Recently, forensic scientists in California used a genetic analysis procedure called “familial searching” or “kinship searching” to help the police identify a suspect in the “Grim Sleeper” serial murder case — and they did so by using a DNA sample collected for another purpose from the suspect’s own son. The Los Angeles police later arrested the father, Lonnie David Franklin Jr., who has since been charged with 10 counts of murder.
Forensic scientists routinely use a standard search method to try to identify a suspect who has left bits of DNA at a crime scene. They use a computer analysis to compare DNA from the scene to DNA profiles of known convicted offenders stored in a state database. When the profiles match exactly, genetic analysts call it a “cold hit.”

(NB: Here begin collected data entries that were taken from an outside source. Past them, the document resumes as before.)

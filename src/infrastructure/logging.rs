//! Logging system configuration and initialization
//!
//! - Console output on stderr so stdout stays reserved for forecasts
//! - Optional file output, one file per run, older runs pruned to `max_files`
//! - Structured JSON logging (optional)
//! - Local-time timestamps

use anyhow::{Result, anyhow};
use chrono::Local;
use once_cell::sync::Lazy;
use std::path::{Path, PathBuf};
use std::sync::Mutex;
use tracing::{debug, info, warn};
use tracing_appender::non_blocking::WorkerGuard;
use tracing_appender::{non_blocking, rolling};
use tracing_subscriber::{
    EnvFilter, Layer, Registry,
    fmt::{self, time::FormatTime},
    layer::SubscriberExt,
    util::SubscriberInitExt,
};

pub use super::config::LoggingConfig;
use super::config::defaults;

// Keeps the non-blocking file writer alive for the whole process
static LOG_GUARDS: Lazy<Mutex<Vec<WorkerGuard>>> = Lazy::new(|| Mutex::new(Vec::new()));

type BoxedLayer = Box<dyn Layer<Registry> + Send + Sync>;

struct LocalTimeFormatter;

impl FormatTime for LocalTimeFormatter {
    fn format_time(&self, w: &mut fmt::format::Writer<'_>) -> std::fmt::Result {
        write!(w, "{}", Local::now().format("%Y-%m-%d %H:%M:%S%.3f"))
    }
}

/// Directory log files are written to: the configured one, else
/// `<data_local_dir>/weatherterm/logs`, else `./logs`
pub fn get_log_directory(config: &LoggingConfig) -> PathBuf {
    if let Some(directory) = &config.directory {
        return directory.clone();
    }

    dirs::data_local_dir()
        .map(|dir| dir.join(defaults::APP_DIR_NAME).join("logs"))
        .unwrap_or_else(|| PathBuf::from("logs"))
}

fn log_file_name() -> String {
    format!("weatherterm-{}.log", Local::now().format("%Y%m%d-%H%M%S"))
}

/// Level filter for one layer.
///
/// `RUST_LOG` wins when set. Otherwise the configured level applies, with
/// the module filters layered on top unless the level is `trace`.
fn build_filter(config: &LoggingConfig) -> Result<EnvFilter> {
    if let Ok(filter) = EnvFilter::try_from_default_env() {
        return Ok(filter);
    }

    let mut filter = EnvFilter::try_new(&config.level)
        .map_err(|e| anyhow!("Invalid log level '{}': {}", config.level, e))?;

    if !config.level.eq_ignore_ascii_case("trace") {
        for (module, level) in &config.module_filters {
            let directive = format!("{module}={level}")
                .parse()
                .map_err(|e| anyhow!("Invalid module filter '{}={}': {}", module, level, e))?;
            filter = filter.add_directive(directive);
        }
    }

    Ok(filter)
}

fn console_layer(config: &LoggingConfig) -> Result<BoxedLayer> {
    let layer = fmt::Layer::new()
        .with_writer(std::io::stderr)
        .with_timer(LocalTimeFormatter)
        .with_target(false);

    let filter = build_filter(config)?;
    Ok(if config.json_format {
        layer.json().with_filter(filter).boxed()
    } else {
        layer.with_filter(filter).boxed()
    })
}

fn file_layer(config: &LoggingConfig, log_dir: &Path) -> Result<BoxedLayer> {
    let file_appender = rolling::never(log_dir, log_file_name());
    let (file_writer, file_guard) = non_blocking(file_appender);

    LOG_GUARDS
        .lock()
        .map_err(|_| anyhow!("Log guard registry is poisoned"))?
        .push(file_guard);

    let layer = fmt::Layer::new()
        .with_writer(file_writer)
        .with_timer(LocalTimeFormatter)
        .with_ansi(false);

    let filter = build_filter(config)?;
    Ok(if config.json_format {
        layer
            .json()
            .with_target(true)
            .with_file(true)
            .with_line_number(true)
            .with_filter(filter)
            .boxed()
    } else {
        layer.with_target(false).with_filter(filter).boxed()
    })
}

/// Initialize logging with default configuration
pub fn init_logging() -> Result<()> {
    init_logging_with_config(&LoggingConfig::default())
}

/// Initialize the global subscriber from `config`
pub fn init_logging_with_config(config: &LoggingConfig) -> Result<()> {
    let mut layers: Vec<BoxedLayer> = Vec::new();
    let mut log_dir = None;

    if config.file_output {
        let dir = get_log_directory(config);
        std::fs::create_dir_all(&dir)
            .map_err(|e| anyhow!("Failed to create log directory {:?}: {}", dir, e))?;

        // one slot is left for the file this run creates
        cleanup_old_logs(&dir, config.max_files.saturating_sub(1))?;
        layers.push(file_layer(config, &dir)?);
        log_dir = Some(dir);
    }

    if config.console_output {
        layers.push(console_layer(config)?);
    }

    if layers.is_empty() {
        return Err(anyhow!("No logging output configured"));
    }

    tracing_subscriber::registry()
        .with(layers)
        .try_init()
        .map_err(|e| anyhow!("Failed to install log subscriber: {}", e))?;

    debug!("Logging initialized at level {}", config.level);
    if let Some(dir) = log_dir {
        info!("Log directory: {:?}", dir);
    }

    Ok(())
}

/// Delete the oldest `.log` files in `log_dir` so at most `keep` remain.
/// Returns the number of files removed.
pub fn cleanup_old_logs(log_dir: &Path, keep: u32) -> Result<usize> {
    if !log_dir.exists() {
        return Ok(0);
    }

    let mut log_files = Vec::new();
    for entry in std::fs::read_dir(log_dir)? {
        let entry = entry?;
        let path = entry.path();
        let is_log = path.is_file() && path.extension().is_some_and(|ext| ext == "log");
        if !is_log {
            continue;
        }
        if let Ok(modified) = entry.metadata().and_then(|m| m.modified()) {
            log_files.push((path, modified));
        }
    }

    // newest first
    log_files.sort_by(|a, b| b.1.cmp(&a.1));

    let mut removed = 0;
    for (path, _) in log_files.iter().skip(keep as usize) {
        match std::fs::remove_file(path) {
            Ok(()) => removed += 1,
            Err(e) => warn!("Failed to remove old log file {:?}: {}", path, e),
        }
    }

    Ok(removed)
}

#[cfg(test)]
mod tests {
    use super::*;

    #[test]
    fn test_configured_log_directory_wins() {
        let config = LoggingConfig {
            directory: Some(PathBuf::from("/tmp/weatherterm-logs")),
            ..LoggingConfig::default()
        };
        assert_eq!(get_log_directory(&config), PathBuf::from("/tmp/weatherterm-logs"));
    }

    #[test]
    fn test_default_log_directory() {
        let log_dir = get_log_directory(&LoggingConfig::default());
        assert!(log_dir.to_string_lossy().ends_with("logs"));
    }

    #[test]
    fn test_log_file_name() {
        let name = log_file_name();
        assert!(name.starts_with("weatherterm-"));
        assert!(name.ends_with(".log"));
    }

    #[test]
    fn test_build_filter_rejects_bad_module_filter() {
        if std::env::var_os("RUST_LOG").is_some() {
            return;
        }
        let mut config = LoggingConfig::default();
        assert!(build_filter(&config).is_ok());

        config.module_filters.insert("reqwest".to_string(), "very-loud".to_string());
        assert!(build_filter(&config).is_err());
    }

    #[test]
    fn test_cleanup_old_logs_keeps_requested_count() {
        let dir = tempfile::tempdir().unwrap();
        for i in 0..4 {
            std::fs::write(dir.path().join(format!("weatherterm-{i}.log")), "line\n").unwrap();
        }
        std::fs::write(dir.path().join("notes.txt"), "keep me").unwrap();

        let removed = cleanup_old_logs(dir.path(), 2).unwrap();
        assert_eq!(removed, 2);

        let remaining: Vec<_> = std::fs::read_dir(dir.path())
            .unwrap()
            .map(|e| e.unwrap().file_name().to_string_lossy().into_owned())
            .collect();
        assert_eq!(remaining.len(), 3);
        assert!(remaining.contains(&"notes.txt".to_string()));
    }

    #[test]
    fn test_cleanup_missing_directory_is_noop() {
        let dir = tempfile::tempdir().unwrap();
        assert_eq!(cleanup_old_logs(&dir.path().join("absent"), 1).unwrap(), 0);
    }
}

But the Grim Sleeper case (so named because of an apparent hiatus in a killing spree that dates back to 1985) is unusual because, after regular searches came up empty, officials at California’s Bureau of Forensic Services decided to use familial searching, a more controversial technique.
The procedure involved widening the genetic net to include convicted felons whom they knew had not committed the murders but whose DNA profiles were partial matches to the suspect — similar enough to the suspect’s that they might be related to him.
Lo and behold, Mr. Franklin’s son had recently been convicted on a felony weapons charge, and his DNA offered a partial match to crime-scene DNA. And for the first time in California, that kind of one-degree-of-separation search ultimately led to an arrest.
Would Americans stand for kinship searches if the police were given free rein to knock on the doors of people on a partial DNA match list, many of whom may not have anything to do with the unsolved crime?
“I think here we’d be a little more concerned with privacy,” said Frederick R, Bieber, a medical geneticist at Brigham and Women’s Hospital in Boston.